Noah Gibbs: Nice. And you’re, you’re completing an undergrad degree, or…?

Tyler Williams: It’ll be a Master’s. So okay, software engineering. Yeah, I’ll do it part time with work.

Noah Gibbs: Cool. That was going to be my next question, was “part time or full time?” Sounds good. Well, I hope that goes well. I hope you’ll let me know how it goes. I always feel a little weird about a master’s degree. I don’t actually wish I went back and got a master’s degree. And I really don’t wish I had just stayed and gotten a master’s degree at the end of my education when I did it.

Tyler Williams: Yeah.

Noah Gibbs: But every so often I look at that I go I, there’s, there’s all this stuff I don’t know. And then I think I could set aside the time I could self study, and I do, you know, but I don’t..

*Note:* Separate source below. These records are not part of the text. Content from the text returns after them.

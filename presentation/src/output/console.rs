//! Console output formatter for completed briefs

use colored::Colorize;
use brief_application::{DeliveryOutcome, SubmitBriefOutput};
use brief_domain::{AnswerValue, BriefSubmission, Catalog, Category, ChoiceOption, FieldAnswers};

/// Formats completed briefs for console display.
///
/// Answers are stored under field ids with option values; the catalog is
/// consulted to render question labels and option labels instead.
pub struct ConsoleFormatter;

impl ConsoleFormatter {
    /// Format the complete brief, grouped the way the form asked it
    pub fn format(catalog: &Catalog, output: &SubmitBriefOutput) -> String {
        let submission = &output.submission;
        let mut out = String::new();

        // Header
        out.push_str(&Self::header("Brief Submitted"));
        out.push('\n');

        // Opening facts
        out.push_str(&format!(
            "{} {}\n",
            "Company:".cyan().bold(),
            submission.company_name
        ));
        out.push_str(&format!(
            "{} {}\n",
            "Project:".cyan().bold(),
            submission.project_name
        ));
        out.push_str(&format!("{} {}\n", "Date:".cyan().bold(), submission.date));
        out.push_str(&format!(
            "{} {}\n",
            "Services:".cyan().bold(),
            Self::service_list(submission)
        ));
        if let Some(user) = &submission.submitted_by {
            out.push_str(&format!("{} {}\n", "Submitted by:".cyan().bold(), user));
        }

        // One section per selected service, with its extra group inline
        for category in &submission.selected_categories {
            out.push_str(&Self::section_header(category.label()));
            let mut lines = 0;
            if let Some(fields) = submission.per_category_details.get(category) {
                lines += Self::push_category_answers(&mut out, catalog, *category, fields);
            }
            if let Some(fields) = submission.extra_category_details.get(category) {
                lines += Self::push_extra_answers(&mut out, catalog, *category, fields);
            }
            if lines == 0 {
                out.push_str("  (no questions for this service)\n");
            }
        }

        // Questions asked once across services
        if !submission.shared_details.is_empty() {
            out.push_str(&Self::section_header("Across Services"));
            for rule in catalog.shared_rules() {
                if let Some(value) = submission.shared_details.get(&rule.name) {
                    out.push_str(&Self::answer_line(
                        &rule.block.label,
                        value,
                        rule.block.kind.options(),
                    ));
                }
            }
        }

        out.push('\n');
        out.push_str(&Self::delivery_line(&output.delivery));
        out.push_str(&Self::footer());

        out
    }

    /// Format a compact recap
    pub fn format_summary(output: &SubmitBriefOutput) -> String {
        let submission = &output.submission;
        let mut out = String::new();

        out.push_str(&format!("{}\n\n", "=== Brief Submitted ===".cyan().bold()));
        out.push_str(&format!(
            "{} {} / {} ({})\n",
            "Project:".bold(),
            submission.company_name,
            submission.project_name,
            submission.date
        ));
        out.push_str(&format!(
            "{} {}\n\n",
            "Services:".bold(),
            Self::service_list(submission)
        ));
        out.push_str(&Self::delivery_line(&output.delivery));

        out
    }

    /// Format as JSON (the submission only, suitable for piping)
    pub fn format_json(submission: &BriefSubmission) -> String {
        serde_json::to_string_pretty(submission).unwrap_or_else(|_| "{}".to_string())
    }

    fn service_list(submission: &BriefSubmission) -> String {
        submission
            .selected_categories
            .iter()
            .map(|c| c.label())
            .collect::<Vec<_>>()
            .join(", ")
    }

    fn push_category_answers(
        out: &mut String,
        catalog: &Catalog,
        category: Category,
        fields: &FieldAnswers,
    ) -> usize {
        let mut lines = 0;
        if let Some(block) = catalog.exclusive_block(category) {
            if let Some(value) = fields.get(&block.field_id) {
                out.push_str(&Self::answer_line(
                    &block.label,
                    value,
                    block.kind.options(),
                ));
                lines += 1;
            }
        }
        lines
    }

    fn push_extra_answers(
        out: &mut String,
        catalog: &Catalog,
        category: Category,
        fields: &FieldAnswers,
    ) -> usize {
        let mut lines = 0;
        for block in catalog.extra_blocks(category) {
            if let Some(value) = fields.get(&block.field_id) {
                out.push_str(&Self::answer_line(
                    &block.label,
                    value,
                    block.kind.options(),
                ));
                lines += 1;
            }
        }
        lines
    }

    fn answer_line(label: &str, value: &AnswerValue, options: &[ChoiceOption]) -> String {
        format!(
            "  {} {}\n",
            format!("{}:", label).yellow(),
            Self::display_value(value, options)
        )
    }

    /// Render a stored answer, mapping option values back to their labels
    fn display_value(value: &AnswerValue, options: &[ChoiceOption]) -> String {
        match value {
            AnswerValue::Single(Some(v)) => Self::option_label(options, v),
            AnswerValue::Single(None) => "(not answered)".dimmed().to_string(),
            AnswerValue::Multi(values) if values.is_empty() => "(none)".dimmed().to_string(),
            AnswerValue::Multi(values) => values
                .iter()
                .map(|v| Self::option_label(options, v))
                .collect::<Vec<_>>()
                .join(", "),
        }
    }

    fn option_label(options: &[ChoiceOption], value: &str) -> String {
        options
            .iter()
            .find(|o| o.value == value)
            .map(|o| o.label.clone())
            .unwrap_or_else(|| value.to_string())
    }

    fn delivery_line(delivery: &DeliveryOutcome) -> String {
        match delivery {
            DeliveryOutcome::Delivered => format!("{} Brief delivered\n", "✓".green()),
            DeliveryOutcome::Skipped => format!("{}\n", "Delivery skipped".dimmed()),
            DeliveryOutcome::Failed(reason) => {
                format!("{} Delivery failed: {}\n", "✗".red(), reason)
            }
        }
    }

    fn header(title: &str) -> String {
        let line = "=".repeat(60);
        format!("{}\n{:^60}\n{}", line.cyan(), title.bold(), line.cyan())
    }

    fn section_header(title: &str) -> String {
        format!("\n{}\n{}\n", title.cyan().bold(), "-".repeat(40))
    }

    fn footer() -> String {
        format!("\n{}\n", "=".repeat(60).cyan())
    }
}

#[cfg(test)]
mod tests {
    use super::*;
    use brief_domain::{AnswerSheet, Selection};

    fn sample_output() -> (Catalog, SubmitBriefOutput) {
        let catalog = Catalog::standard().unwrap();
        let selection = Selection {
            company_name: "Acme Corp".to_string(),
            project_name: "Rebrand".to_string(),
            date: "2025-03-01".to_string(),
            categories: vec![Category::Naming],
            submitted_by: Some("ana".to_string()),
        };
        let mut sheet = AnswerSheet::new();
        sheet.set_value("naming_complexity_level_block", "complexity_level", "Tier 2");
        sheet.set_value("shared_client_materials_block", "client_materials", "5");
        let submission = catalog.extract(&selection, &sheet);
        let output = SubmitBriefOutput {
            submission,
            delivery: DeliveryOutcome::Delivered,
        };
        (catalog, output)
    }

    #[test]
    fn test_full_format_shows_labels_and_sections() {
        let (catalog, output) = sample_output();
        let text = ConsoleFormatter::format(&catalog, &output);
        assert!(text.contains("Brief Submitted"));
        assert!(text.contains("Acme Corp"));
        assert!(text.contains("Naming: Complexity Level"));
        assert!(text.contains("Tier 2"));
        assert!(text.contains("How many client materials to review?"));
        assert!(text.contains("Across Services"));
        assert!(text.contains("Brief delivered"));
    }

    #[test]
    fn test_full_format_marks_unanswered_questions() {
        let (catalog, mut output) = sample_output();
        output
            .submission
            .per_category_details
            .insert(Category::Naming, {
                let mut fields = FieldAnswers::new();
                fields.insert("complexity_level".to_string(), AnswerValue::null());
                fields
            });
        let text = ConsoleFormatter::format(&catalog, &output);
        assert!(text.contains("(not answered)"));
    }

    #[test]
    fn test_summary_recaps_without_answers() {
        let (_, output) = sample_output();
        let text = ConsoleFormatter::format_summary(&output);
        assert!(text.contains("Acme Corp / Rebrand (2025-03-01)"));
        assert!(text.contains("Services:"));
        assert!(!text.contains("Complexity Level"));
    }

    #[test]
    fn test_json_format_is_the_submission_document() {
        let (_, output) = sample_output();
        let text = ConsoleFormatter::format_json(&output.submission);
        let parsed: serde_json::Value = serde_json::from_str(&text).unwrap();
        assert_eq!(parsed["company_name"], "Acme Corp");
        assert_eq!(parsed["selected_categories"][0], "Naming");
        assert_eq!(
            parsed["shared_details"]["client_materials"],
            serde_json::json!("5")
        );
    }

    #[test]
    fn test_failed_delivery_appears_in_output() {
        let (catalog, mut output) = sample_output();
        output.delivery = DeliveryOutcome::Failed("HTTP 500: oops".to_string());
        let text = ConsoleFormatter::format(&catalog, &output);
        assert!(text.contains("Delivery failed: HTTP 500: oops"));
    }
}
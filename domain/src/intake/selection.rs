//! The accepted opening answers, threaded through to extraction.

use serde::{Deserialize, Serialize};

use crate::catalog::Category;

/// Correlation payload between the two form pages.
///
/// Produced by opening validation, consumed by the extractor. Travels
/// through whatever continuation mechanism the host uses (the intake use
/// cases keep it server-side behind an opaque token), so it round-trips
/// through serde without loss.
#[derive(Debug, Clone, PartialEq, Eq, Serialize, Deserialize)]
pub struct Selection {
    pub company_name: String,
    pub project_name: String,
    pub date: String,
    /// De-duplicated, in first-selected order.
    pub categories: Vec<Category>,
    #[serde(default, skip_serializing_if = "Option::is_none")]
    pub submitted_by: Option<String>,
}
//! Service category value object

use serde::{Deserialize, Serialize};

/// Service categories a client can request in a brief (Value Object)
///
/// The set is fixed and known at configuration time; the declaration order
/// is the canonical catalog order used wherever a deterministic ordering of
/// categories is required.
#[derive(Debug, Clone, Copy, PartialEq, Eq, Hash, PartialOrd, Ord, Serialize, Deserialize)]
pub enum Category {
    Messaging,
    Advertisement,
    Naming,
    Strategy,
}

impl Category {
    /// All categories in canonical catalog order.
    pub fn all() -> [Category; 4] {
        [
            Category::Messaging,
            Category::Advertisement,
            Category::Naming,
            Category::Strategy,
        ]
    }

    /// Stable identifier, also the value carried in composed forms
    /// and submission payloads.
    pub fn as_str(&self) -> &'static str {
        match self {
            Category::Messaging => "Messaging",
            Category::Advertisement => "Advertisement",
            Category::Naming => "Naming",
            Category::Strategy => "Strategy",
        }
    }

    /// Human-readable label for form rendering.
    ///
    /// Currently identical to [`Category::as_str`]; kept separate so display
    /// text can diverge from wire values without touching the extractor.
    pub fn label(&self) -> &'static str {
        self.as_str()
    }
}

impl std::fmt::Display for Category {
    fn fmt(&self, f: &mut std::fmt::Formatter<'_>) -> std::fmt::Result {
        write!(f, "{}", self.as_str())
    }
}

impl std::str::FromStr for Category {
    type Err = String;

    fn from_str(s: &str) -> Result<Self, Self::Err> {
        match s.trim().to_lowercase().as_str() {
            "messaging" => Ok(Category::Messaging),
            "advertisement" | "ads" => Ok(Category::Advertisement),
            "naming" => Ok(Category::Naming),
            "strategy" => Ok(Category::Strategy),
            _ => Err(format!("Unknown category: {}", s)),
        }
    }
}
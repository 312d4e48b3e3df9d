//! Port definitions (interfaces for external adapters)
//!
//! Ports define the contracts that infrastructure adapters must implement.

pub mod brief_sink;
pub mod correlation;
pub mod submission_log;
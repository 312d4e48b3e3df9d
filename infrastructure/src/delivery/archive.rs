//! JSONL file archive for submission events.
//!
//! Each [`SubmissionEvent`] is serialized as a single JSON line with a
//! `type` field and `timestamp`, appended to the archive via a buffered
//! writer. The archive is append-only: re-running the intake adds to it
//! rather than replacing earlier briefs.

use brief_application::ports::submission_log::{SubmissionEvent, SubmissionLogger};
use std::fs::{File, OpenOptions};
use std::io::{BufWriter, Write};
use std::path::{Path, PathBuf};
use std::sync::Mutex;
use tracing::warn;

/// JSONL submission archive that writes one JSON object per line.
///
/// Thread-safe via `Mutex<BufWriter<File>>`. Flushes on `Drop`.
pub struct JsonlSubmissionArchive {
    writer: Mutex<BufWriter<File>>,
    path: PathBuf,
}

impl JsonlSubmissionArchive {
    /// Open the archive at the given path for appending.
    ///
    /// Creates the file (and parent directories) if they don't exist.
    /// Returns `None` if the file cannot be opened.
    pub fn new(path: impl AsRef<Path>) -> Option<Self> {
        let path = path.as_ref();

        if let Some(parent) = path.parent()
            && !parent.as_os_str().is_empty()
            && let Err(e) = std::fs::create_dir_all(parent)
        {
            warn!(
                "Could not create archive directory {}: {}",
                parent.display(),
                e
            );
            return None;
        }

        let file = match OpenOptions::new().append(true).create(true).open(path) {
            Ok(f) => f,
            Err(e) => {
                warn!("Could not open archive file {}: {}", path.display(), e);
                return None;
            }
        };

        Some(Self {
            writer: Mutex::new(BufWriter::new(file)),
            path: path.to_path_buf(),
        })
    }

    /// Get the path to the archive file.
    pub fn path(&self) -> &Path {
        &self.path
    }
}

impl SubmissionLogger for JsonlSubmissionArchive {
    fn record(&self, event: SubmissionEvent) {
        let timestamp = chrono::Utc::now().to_rfc3339_opts(chrono::SecondsFormat::Millis, true);

        // Build the record: merge payload with type + timestamp
        let record = if let serde_json::Value::Object(mut map) = event.payload {
            map.insert(
                "type".to_string(),
                serde_json::Value::String(event.event_type.to_string()),
            );
            map.insert(
                "timestamp".to_string(),
                serde_json::Value::String(timestamp),
            );
            serde_json::Value::Object(map)
        } else {
            serde_json::json!({
                "type": event.event_type,
                "timestamp": timestamp,
                "data": event.payload,
            })
        };

        let Ok(line) = serde_json::to_string(&record) else {
            return;
        };

        if let Ok(mut writer) = self.writer.lock() {
            let _ = writeln!(writer, "{}", line);
            // Flush every record; the archive must survive an abrupt exit.
            let _ = writer.flush();
        }
    }
}

impl Drop for JsonlSubmissionArchive {
    fn drop(&mut self) {
        if let Ok(mut writer) = self.writer.lock() {
            let _ = writer.flush();
        }
    }
}
//! Outbound adapters for completed briefs.

mod archive;
mod webhook;

pub use archive::JsonlSubmissionArchive;
pub use webhook::{EVENT_BRIEF_SUBMITTED, EVENT_HEADER, SIGNATURE_HEADER, WebhookBriefSink};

Tyler Williams: it’s nice to have the formal training. I think that having someone say, you know, this is the curriculum, and I think this is a lot of, perhaps what we’re going to get to today is talking about the value of some of the academic rigor and this idea that, you know, there are pieces of computer science that are relevant to the work that people do when they work in computer science or adjacent fields. And you know, what the value is of having some kind of education, whatever that looks like, right. And, and, and personally, you know, one of the things that I’ve missed in a lot of my self-teaching is that curriculum of people saying, you know, here’s the path here is we’re going to lay out like point A to B, and I know that higher education misses the mark in a lot of ways. But I’m excited for the master’s program. For me it is really just closing the chapter on… I opened the book on a formal computer science education. I never closed it. I’d like to close it. And the Masters is a good way to do it. But it still moves me forward. I thought about a second bachelor’s, but the Masters moves me forward in my career in a way that a second bachelor’s doesn’t i think

Noah Gibbs: I agree with you. I have two bachelor’s and no master’s. So I yeah, definitely get where you’re coming from.

Tyler Williams: There you go.

Noah Gibbs: So you talk about the you know, the kind of academic rigor and sort of the guiding you along the path. Do you ever pay for non-university type classes? Have you done Udemy or anything along those lines, or I immediately think of like Ramit Sethi and Amy Hoy and other paying for a private lesson? Obviously, I’m not neutral here and I sell a class. But have you tried any of that? Have you found if that gives you any of the same thing?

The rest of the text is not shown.